** RAW DATA follows **
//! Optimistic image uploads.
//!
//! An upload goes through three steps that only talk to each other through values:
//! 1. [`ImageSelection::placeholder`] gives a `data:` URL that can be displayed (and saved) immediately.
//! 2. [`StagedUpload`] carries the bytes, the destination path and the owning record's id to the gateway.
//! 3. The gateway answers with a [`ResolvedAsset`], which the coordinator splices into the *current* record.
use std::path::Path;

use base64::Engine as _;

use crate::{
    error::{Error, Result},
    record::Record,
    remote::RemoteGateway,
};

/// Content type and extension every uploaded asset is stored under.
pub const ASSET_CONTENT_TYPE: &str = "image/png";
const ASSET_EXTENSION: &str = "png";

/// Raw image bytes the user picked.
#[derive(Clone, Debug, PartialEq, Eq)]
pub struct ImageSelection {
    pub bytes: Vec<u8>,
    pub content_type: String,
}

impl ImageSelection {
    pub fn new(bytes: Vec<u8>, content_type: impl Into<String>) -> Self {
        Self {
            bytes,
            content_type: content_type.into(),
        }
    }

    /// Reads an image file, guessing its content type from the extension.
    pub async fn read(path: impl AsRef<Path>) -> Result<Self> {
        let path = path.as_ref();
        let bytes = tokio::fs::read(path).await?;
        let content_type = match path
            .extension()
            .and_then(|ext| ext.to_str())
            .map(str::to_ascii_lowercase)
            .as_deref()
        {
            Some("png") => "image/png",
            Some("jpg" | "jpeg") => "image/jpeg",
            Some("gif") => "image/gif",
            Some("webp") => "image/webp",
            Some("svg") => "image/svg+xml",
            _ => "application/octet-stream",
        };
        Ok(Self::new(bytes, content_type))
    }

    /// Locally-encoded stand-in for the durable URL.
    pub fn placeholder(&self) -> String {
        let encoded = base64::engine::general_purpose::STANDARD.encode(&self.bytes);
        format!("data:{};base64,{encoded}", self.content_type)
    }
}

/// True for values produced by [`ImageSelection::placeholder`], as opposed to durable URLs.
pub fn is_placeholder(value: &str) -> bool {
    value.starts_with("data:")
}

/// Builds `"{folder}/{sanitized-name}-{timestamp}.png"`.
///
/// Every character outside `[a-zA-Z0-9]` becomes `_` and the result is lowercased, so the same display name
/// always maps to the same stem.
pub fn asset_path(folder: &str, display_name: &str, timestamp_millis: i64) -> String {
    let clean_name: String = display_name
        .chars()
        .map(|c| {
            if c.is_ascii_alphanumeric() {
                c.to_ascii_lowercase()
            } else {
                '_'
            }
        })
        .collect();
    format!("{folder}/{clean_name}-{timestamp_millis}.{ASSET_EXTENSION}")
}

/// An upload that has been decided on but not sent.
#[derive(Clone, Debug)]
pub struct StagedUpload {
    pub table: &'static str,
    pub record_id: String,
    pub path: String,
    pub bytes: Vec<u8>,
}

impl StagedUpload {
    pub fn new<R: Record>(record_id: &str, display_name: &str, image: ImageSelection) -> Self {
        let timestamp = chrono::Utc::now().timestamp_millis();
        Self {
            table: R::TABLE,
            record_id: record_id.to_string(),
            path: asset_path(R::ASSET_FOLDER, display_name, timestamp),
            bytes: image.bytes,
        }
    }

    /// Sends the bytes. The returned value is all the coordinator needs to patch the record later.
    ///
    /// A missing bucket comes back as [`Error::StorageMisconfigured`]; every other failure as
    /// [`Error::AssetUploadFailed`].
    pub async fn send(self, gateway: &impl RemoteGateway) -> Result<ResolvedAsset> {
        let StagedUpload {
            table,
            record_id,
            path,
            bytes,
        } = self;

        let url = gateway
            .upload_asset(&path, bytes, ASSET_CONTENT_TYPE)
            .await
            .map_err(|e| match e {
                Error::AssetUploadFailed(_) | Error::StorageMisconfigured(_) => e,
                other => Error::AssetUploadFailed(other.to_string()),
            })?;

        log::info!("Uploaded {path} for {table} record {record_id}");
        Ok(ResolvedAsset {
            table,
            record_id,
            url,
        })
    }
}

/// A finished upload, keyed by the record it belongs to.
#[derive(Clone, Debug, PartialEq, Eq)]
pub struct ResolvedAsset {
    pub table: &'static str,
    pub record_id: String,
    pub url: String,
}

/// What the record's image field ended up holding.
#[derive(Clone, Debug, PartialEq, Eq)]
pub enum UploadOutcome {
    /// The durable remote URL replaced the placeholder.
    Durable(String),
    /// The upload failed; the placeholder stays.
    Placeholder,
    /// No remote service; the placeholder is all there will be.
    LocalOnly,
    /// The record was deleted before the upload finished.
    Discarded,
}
** End of RAW DATA **
** RAW DATA follows **
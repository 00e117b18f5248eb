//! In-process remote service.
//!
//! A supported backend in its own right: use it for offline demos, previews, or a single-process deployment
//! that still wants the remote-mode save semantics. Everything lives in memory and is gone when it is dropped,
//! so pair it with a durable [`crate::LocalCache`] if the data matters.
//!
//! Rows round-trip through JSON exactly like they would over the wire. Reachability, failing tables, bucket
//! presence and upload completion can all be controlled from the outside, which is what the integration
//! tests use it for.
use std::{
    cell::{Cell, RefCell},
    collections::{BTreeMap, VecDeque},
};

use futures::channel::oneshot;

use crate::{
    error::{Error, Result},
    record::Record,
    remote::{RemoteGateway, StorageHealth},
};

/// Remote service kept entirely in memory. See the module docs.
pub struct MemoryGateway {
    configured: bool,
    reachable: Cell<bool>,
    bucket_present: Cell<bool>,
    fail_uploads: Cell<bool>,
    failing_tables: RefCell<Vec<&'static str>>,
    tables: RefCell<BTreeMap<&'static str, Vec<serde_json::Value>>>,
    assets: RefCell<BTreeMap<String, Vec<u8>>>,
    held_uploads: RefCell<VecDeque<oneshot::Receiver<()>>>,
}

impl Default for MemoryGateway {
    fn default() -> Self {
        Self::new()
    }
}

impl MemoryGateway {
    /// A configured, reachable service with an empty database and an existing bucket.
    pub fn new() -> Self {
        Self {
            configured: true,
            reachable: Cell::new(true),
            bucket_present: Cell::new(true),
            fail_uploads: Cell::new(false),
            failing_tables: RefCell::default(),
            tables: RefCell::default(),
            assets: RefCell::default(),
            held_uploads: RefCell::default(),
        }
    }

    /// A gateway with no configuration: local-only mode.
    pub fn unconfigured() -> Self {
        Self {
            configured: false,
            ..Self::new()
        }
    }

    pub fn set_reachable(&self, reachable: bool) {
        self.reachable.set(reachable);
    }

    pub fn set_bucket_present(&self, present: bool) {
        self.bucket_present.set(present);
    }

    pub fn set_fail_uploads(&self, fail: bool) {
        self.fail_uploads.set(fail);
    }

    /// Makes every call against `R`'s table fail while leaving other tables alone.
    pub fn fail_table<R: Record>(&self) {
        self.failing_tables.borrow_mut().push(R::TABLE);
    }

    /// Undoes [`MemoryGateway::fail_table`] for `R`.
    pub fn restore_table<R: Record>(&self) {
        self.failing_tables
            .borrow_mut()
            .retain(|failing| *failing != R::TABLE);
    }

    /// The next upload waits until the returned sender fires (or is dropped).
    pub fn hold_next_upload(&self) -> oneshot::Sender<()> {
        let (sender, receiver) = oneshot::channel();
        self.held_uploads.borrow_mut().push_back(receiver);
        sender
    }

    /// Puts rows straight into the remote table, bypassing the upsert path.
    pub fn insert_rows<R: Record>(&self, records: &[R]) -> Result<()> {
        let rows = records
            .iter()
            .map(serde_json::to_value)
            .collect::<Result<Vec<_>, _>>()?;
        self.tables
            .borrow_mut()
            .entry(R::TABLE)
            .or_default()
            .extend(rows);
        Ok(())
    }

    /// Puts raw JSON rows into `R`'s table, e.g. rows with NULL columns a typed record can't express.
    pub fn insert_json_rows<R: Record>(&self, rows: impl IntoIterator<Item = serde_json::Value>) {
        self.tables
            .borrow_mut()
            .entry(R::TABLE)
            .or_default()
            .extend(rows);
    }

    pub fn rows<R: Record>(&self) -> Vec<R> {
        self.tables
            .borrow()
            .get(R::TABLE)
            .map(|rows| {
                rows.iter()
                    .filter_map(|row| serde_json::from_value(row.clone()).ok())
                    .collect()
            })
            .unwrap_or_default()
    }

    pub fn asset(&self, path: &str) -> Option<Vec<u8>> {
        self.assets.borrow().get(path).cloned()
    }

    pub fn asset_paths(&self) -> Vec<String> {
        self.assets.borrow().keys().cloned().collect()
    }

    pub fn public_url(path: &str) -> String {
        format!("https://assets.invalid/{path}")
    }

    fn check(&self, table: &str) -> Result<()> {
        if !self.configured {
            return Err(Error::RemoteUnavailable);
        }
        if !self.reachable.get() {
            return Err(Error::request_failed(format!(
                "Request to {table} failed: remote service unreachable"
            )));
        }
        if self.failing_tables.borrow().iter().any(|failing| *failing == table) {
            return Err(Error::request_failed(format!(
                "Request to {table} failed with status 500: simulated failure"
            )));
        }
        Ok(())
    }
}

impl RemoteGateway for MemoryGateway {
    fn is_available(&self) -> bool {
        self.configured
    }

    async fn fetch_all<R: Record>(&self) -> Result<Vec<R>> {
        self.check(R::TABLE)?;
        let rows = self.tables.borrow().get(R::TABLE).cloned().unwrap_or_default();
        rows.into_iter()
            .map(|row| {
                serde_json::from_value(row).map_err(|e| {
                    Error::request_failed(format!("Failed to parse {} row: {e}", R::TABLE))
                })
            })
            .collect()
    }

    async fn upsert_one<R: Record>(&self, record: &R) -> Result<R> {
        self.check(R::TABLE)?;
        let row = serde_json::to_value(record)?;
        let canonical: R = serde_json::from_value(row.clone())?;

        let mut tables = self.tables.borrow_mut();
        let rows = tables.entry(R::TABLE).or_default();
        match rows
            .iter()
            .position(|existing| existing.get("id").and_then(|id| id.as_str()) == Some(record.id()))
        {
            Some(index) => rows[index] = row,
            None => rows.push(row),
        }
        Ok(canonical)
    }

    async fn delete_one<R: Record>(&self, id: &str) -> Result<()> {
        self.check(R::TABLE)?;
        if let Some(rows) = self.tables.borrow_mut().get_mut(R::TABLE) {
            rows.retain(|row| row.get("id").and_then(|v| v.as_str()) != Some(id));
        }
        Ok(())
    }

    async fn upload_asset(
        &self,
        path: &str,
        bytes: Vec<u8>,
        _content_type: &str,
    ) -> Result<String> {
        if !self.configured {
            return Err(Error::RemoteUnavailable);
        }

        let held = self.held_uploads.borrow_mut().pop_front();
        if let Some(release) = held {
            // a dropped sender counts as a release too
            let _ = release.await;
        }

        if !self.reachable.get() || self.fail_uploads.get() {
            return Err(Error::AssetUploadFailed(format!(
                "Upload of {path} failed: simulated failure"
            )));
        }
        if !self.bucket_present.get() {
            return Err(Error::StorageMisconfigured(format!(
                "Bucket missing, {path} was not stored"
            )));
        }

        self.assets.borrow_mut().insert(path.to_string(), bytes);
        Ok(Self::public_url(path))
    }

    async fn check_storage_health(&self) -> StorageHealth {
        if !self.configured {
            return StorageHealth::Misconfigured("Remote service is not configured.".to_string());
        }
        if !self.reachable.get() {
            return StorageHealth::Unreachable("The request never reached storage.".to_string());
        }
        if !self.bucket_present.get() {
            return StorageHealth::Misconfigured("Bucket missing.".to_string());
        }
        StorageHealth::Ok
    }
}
** End of RAW DATA **
- _DESCRIPTION OF THE TASK_: From the records above, retype only the lines starting at the line that contains "Optimistic image uploads." and ending at the line that contains "pub const ASSET_CONTENT_TYPE: &str", both included.

- _EXERCISE OUTPUT_:
//! Optimistic image uploads.
//!
//! An upload goes through three steps that only talk to each other through values:
//! 1. [`ImageSelection::placeholder`] gives a `data:` URL that can be displayed (and saved) immediately.
//! 2. [`StagedUpload`] carries the bytes, the destination path and the owning record's id to the gateway.
//! 3. The gateway answers with a [`ResolvedAsset`], which the coordinator splices into the *current* record.
use std::path::Path;

use base64::Engine as _;

use crate::{
    error::{Error, Result},
    record::Record,
    remote::RemoteGateway,
};

/// Content type and extension every uploaded asset is stored under.
pub const ASSET_CONTENT_TYPE: &str = "image/png";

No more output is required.